TRY IT
What is needed here is every line of the records that includes "gimli".

[Collected data entries]
+---+

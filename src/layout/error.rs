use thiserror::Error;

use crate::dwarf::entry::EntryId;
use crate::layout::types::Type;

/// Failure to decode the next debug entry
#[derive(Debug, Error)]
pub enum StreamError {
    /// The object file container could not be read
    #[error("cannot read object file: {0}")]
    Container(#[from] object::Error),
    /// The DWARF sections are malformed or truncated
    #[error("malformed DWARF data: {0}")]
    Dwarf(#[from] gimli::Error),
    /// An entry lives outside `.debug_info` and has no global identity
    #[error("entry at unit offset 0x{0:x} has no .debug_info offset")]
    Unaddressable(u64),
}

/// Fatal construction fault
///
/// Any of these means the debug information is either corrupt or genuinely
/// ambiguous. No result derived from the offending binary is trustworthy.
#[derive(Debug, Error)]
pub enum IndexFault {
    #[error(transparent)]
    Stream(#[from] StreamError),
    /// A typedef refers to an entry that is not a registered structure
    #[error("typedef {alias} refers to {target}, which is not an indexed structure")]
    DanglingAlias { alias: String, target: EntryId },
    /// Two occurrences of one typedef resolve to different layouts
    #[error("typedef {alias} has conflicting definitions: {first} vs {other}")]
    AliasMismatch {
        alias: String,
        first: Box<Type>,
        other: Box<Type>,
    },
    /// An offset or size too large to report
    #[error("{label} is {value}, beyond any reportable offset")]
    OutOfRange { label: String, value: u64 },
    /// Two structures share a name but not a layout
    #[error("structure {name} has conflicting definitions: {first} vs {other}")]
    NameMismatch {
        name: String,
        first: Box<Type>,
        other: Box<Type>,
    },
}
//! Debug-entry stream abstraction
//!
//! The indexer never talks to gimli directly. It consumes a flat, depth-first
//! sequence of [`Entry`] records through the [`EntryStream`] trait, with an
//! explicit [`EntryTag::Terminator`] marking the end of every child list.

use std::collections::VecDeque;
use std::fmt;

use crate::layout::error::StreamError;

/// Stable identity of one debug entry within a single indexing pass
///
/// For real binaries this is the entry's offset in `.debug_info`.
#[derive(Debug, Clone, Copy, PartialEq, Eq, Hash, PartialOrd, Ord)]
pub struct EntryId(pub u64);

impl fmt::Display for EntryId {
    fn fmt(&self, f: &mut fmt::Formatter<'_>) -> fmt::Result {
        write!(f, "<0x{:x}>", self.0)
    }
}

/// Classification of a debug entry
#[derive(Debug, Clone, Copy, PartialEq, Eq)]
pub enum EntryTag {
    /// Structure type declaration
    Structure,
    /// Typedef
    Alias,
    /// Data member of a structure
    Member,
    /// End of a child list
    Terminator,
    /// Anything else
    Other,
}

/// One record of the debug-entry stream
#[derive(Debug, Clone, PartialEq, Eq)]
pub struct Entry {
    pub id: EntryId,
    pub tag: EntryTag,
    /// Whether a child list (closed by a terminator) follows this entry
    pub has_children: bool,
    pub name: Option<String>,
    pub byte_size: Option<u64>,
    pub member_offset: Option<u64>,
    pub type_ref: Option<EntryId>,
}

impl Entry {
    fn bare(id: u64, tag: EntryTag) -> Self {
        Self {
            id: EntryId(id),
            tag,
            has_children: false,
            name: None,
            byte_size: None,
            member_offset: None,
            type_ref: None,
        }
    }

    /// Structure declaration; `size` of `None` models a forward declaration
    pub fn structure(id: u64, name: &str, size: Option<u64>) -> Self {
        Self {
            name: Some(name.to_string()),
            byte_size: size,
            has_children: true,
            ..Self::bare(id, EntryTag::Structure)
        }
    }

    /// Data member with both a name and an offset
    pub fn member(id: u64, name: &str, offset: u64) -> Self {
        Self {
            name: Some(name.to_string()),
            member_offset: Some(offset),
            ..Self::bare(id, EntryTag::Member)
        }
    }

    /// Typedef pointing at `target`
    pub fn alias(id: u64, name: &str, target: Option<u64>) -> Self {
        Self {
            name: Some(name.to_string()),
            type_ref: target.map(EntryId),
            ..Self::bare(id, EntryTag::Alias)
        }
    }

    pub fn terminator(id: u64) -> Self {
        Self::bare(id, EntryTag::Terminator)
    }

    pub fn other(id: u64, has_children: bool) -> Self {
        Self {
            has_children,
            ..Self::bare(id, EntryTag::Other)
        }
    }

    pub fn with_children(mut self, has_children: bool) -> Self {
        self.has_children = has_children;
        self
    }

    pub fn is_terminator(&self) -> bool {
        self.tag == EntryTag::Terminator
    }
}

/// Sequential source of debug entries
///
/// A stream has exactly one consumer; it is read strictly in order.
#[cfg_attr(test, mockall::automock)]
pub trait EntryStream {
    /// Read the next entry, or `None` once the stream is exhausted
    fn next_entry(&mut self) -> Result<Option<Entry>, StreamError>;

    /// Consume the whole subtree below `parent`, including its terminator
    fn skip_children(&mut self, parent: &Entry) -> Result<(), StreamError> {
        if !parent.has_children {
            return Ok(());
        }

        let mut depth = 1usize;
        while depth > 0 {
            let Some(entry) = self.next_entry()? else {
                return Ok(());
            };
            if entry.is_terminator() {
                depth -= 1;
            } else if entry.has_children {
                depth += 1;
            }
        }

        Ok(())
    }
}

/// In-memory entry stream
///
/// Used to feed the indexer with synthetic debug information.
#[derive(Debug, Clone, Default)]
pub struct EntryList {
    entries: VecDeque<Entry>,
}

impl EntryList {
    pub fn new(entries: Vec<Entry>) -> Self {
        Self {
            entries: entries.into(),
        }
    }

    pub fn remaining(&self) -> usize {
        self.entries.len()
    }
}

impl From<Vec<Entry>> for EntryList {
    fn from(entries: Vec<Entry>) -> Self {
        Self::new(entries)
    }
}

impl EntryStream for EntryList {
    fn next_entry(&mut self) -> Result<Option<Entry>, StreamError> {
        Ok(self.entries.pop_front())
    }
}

+---+

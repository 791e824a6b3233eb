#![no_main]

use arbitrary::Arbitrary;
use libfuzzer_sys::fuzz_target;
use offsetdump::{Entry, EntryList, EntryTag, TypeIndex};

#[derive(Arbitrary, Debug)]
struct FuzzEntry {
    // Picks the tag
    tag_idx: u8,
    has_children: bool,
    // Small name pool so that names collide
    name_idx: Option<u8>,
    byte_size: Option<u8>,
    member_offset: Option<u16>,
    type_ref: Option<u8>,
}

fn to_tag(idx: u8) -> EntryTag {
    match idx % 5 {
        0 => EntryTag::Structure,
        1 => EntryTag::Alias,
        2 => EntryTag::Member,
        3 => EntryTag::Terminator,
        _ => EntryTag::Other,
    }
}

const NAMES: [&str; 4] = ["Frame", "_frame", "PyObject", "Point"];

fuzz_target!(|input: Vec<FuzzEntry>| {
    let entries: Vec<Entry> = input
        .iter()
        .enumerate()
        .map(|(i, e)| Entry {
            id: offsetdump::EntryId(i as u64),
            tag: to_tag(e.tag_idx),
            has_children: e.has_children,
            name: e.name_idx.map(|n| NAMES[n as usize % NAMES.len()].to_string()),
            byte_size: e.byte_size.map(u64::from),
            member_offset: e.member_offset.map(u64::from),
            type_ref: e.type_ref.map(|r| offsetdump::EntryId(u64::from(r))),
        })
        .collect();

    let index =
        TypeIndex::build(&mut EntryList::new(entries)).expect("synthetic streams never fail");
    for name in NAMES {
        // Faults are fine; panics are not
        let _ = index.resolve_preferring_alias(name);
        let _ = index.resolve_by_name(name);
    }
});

+---+

OUTPUT FOR THIS EXERCISE
    Dwarf(#[from] gimli::Error),
//! The indexer never talks to gimli directly. It consumes a flat, depth-first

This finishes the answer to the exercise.